What to produce: Could you return every line of the material that contains the word "keys"?

Supplied information:

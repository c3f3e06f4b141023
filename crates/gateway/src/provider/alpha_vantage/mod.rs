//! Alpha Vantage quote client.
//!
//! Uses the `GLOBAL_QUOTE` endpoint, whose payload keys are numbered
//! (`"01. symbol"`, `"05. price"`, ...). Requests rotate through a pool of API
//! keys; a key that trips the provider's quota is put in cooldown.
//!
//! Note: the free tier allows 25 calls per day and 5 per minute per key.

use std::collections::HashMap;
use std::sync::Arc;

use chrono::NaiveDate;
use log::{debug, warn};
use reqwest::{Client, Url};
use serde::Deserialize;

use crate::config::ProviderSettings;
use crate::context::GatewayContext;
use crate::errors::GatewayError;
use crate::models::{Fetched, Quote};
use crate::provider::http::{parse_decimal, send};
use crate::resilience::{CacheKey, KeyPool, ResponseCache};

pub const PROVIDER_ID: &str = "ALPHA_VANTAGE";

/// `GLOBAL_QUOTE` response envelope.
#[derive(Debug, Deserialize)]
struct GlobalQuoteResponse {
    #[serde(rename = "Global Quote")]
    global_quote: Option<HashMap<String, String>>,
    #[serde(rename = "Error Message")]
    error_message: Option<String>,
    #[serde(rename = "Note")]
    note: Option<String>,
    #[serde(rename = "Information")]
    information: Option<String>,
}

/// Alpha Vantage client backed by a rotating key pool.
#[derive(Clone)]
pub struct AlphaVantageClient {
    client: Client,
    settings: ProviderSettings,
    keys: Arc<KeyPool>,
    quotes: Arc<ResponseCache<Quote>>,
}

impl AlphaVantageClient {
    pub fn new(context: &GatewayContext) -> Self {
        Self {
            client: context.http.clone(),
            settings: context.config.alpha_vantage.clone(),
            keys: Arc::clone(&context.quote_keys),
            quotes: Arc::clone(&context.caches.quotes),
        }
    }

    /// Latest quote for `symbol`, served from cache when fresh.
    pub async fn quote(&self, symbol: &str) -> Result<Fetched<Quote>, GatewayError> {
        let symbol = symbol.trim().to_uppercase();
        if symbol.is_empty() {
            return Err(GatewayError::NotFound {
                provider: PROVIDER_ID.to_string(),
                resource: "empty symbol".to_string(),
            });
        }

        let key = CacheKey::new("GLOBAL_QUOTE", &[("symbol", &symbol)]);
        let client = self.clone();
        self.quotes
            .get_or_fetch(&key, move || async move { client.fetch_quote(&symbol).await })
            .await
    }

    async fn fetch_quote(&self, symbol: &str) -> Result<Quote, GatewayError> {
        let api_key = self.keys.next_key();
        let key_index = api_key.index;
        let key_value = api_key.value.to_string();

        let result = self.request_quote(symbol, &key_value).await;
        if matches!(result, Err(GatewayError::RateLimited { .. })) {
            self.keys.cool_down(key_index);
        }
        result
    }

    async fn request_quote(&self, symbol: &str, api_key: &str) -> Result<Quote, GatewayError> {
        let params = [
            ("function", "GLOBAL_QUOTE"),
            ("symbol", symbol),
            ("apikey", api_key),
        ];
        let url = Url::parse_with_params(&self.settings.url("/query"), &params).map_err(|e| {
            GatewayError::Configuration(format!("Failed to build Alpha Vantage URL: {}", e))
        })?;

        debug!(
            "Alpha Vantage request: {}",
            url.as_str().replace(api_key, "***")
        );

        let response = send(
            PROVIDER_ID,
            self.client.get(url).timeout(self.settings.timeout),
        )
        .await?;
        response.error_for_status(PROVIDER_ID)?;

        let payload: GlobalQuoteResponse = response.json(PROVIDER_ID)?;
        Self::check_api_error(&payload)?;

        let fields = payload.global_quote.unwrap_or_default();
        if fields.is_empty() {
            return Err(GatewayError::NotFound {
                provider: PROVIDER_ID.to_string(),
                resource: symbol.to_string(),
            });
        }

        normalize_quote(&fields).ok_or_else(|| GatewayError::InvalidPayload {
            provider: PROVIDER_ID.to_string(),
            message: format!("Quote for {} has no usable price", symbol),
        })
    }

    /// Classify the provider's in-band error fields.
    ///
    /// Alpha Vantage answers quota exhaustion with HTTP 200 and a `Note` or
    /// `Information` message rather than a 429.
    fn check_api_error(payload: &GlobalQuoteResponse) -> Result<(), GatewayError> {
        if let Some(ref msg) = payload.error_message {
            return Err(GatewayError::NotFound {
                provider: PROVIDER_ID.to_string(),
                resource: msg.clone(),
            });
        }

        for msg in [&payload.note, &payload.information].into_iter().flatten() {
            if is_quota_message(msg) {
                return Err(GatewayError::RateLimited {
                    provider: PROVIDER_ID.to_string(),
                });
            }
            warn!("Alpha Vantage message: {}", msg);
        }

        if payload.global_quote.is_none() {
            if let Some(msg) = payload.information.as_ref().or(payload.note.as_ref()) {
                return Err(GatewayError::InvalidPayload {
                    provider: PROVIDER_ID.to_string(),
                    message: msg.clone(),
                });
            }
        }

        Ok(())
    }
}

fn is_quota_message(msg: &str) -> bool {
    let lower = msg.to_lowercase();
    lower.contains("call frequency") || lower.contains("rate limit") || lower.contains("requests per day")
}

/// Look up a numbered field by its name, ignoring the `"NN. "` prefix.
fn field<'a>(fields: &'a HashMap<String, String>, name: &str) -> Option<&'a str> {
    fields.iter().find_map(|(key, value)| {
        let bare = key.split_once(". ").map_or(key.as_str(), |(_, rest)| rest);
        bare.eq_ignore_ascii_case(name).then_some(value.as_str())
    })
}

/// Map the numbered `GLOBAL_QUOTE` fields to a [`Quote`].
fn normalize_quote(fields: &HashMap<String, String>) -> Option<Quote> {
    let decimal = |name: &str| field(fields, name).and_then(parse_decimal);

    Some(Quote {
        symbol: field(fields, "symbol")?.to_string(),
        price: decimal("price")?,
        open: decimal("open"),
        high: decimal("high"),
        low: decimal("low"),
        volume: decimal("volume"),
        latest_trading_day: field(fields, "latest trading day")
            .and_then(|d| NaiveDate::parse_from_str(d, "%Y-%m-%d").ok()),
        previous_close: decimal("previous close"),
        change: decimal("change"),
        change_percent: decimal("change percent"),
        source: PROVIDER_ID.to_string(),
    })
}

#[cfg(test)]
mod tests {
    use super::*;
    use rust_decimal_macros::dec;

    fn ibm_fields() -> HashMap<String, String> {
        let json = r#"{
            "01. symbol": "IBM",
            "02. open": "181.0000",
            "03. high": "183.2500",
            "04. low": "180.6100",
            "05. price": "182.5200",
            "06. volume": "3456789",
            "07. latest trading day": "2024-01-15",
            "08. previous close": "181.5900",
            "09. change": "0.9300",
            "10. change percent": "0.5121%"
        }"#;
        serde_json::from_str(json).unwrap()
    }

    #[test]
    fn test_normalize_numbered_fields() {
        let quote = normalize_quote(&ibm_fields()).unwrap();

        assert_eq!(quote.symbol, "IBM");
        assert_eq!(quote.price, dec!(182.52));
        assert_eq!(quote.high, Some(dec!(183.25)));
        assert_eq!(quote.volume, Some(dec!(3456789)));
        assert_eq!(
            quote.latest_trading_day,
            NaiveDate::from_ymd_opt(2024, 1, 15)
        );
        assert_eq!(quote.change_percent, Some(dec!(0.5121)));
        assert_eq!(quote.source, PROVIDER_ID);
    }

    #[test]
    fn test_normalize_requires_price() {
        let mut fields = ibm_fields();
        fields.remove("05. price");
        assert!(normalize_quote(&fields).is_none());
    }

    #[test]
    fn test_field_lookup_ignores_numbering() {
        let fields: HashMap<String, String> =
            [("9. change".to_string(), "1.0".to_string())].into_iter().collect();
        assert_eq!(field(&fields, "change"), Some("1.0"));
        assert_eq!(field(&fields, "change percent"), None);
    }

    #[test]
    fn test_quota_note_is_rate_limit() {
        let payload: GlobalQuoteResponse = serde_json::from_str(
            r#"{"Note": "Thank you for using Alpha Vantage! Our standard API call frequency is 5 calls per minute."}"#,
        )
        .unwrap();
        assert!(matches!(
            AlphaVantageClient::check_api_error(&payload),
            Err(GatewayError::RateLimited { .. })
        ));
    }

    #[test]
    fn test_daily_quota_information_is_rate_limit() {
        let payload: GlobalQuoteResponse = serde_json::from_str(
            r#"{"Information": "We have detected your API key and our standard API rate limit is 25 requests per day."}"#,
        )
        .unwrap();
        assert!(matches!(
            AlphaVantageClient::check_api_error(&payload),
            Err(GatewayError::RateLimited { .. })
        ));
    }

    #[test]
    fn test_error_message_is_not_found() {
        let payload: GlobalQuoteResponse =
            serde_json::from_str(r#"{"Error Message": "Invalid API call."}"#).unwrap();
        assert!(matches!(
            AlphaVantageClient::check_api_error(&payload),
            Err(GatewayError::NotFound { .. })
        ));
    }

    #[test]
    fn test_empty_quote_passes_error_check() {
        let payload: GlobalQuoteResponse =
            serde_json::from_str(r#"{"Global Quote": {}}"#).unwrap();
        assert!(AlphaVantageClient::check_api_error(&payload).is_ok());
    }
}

...

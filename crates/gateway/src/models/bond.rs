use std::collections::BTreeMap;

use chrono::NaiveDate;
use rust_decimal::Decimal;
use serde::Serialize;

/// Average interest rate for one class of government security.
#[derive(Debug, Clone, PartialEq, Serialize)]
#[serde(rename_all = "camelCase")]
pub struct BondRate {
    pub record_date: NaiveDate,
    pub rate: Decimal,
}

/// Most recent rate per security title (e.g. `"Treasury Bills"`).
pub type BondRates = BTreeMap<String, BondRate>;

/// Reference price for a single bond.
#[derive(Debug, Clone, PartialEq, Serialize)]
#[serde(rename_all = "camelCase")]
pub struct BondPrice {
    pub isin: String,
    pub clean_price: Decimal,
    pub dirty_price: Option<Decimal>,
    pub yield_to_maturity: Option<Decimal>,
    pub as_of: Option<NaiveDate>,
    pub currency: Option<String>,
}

Exercise result:
//! Uses the `GLOBAL_QUOTE` endpoint, whose payload keys are numbered
//! keys; a key that trips the provider's quota is put in cooldown.
    keys: Arc<KeyPool>,
            keys: Arc::clone(&context.quote_keys),
        let api_key = self.keys.next_key();
            self.keys.cool_down(key_index);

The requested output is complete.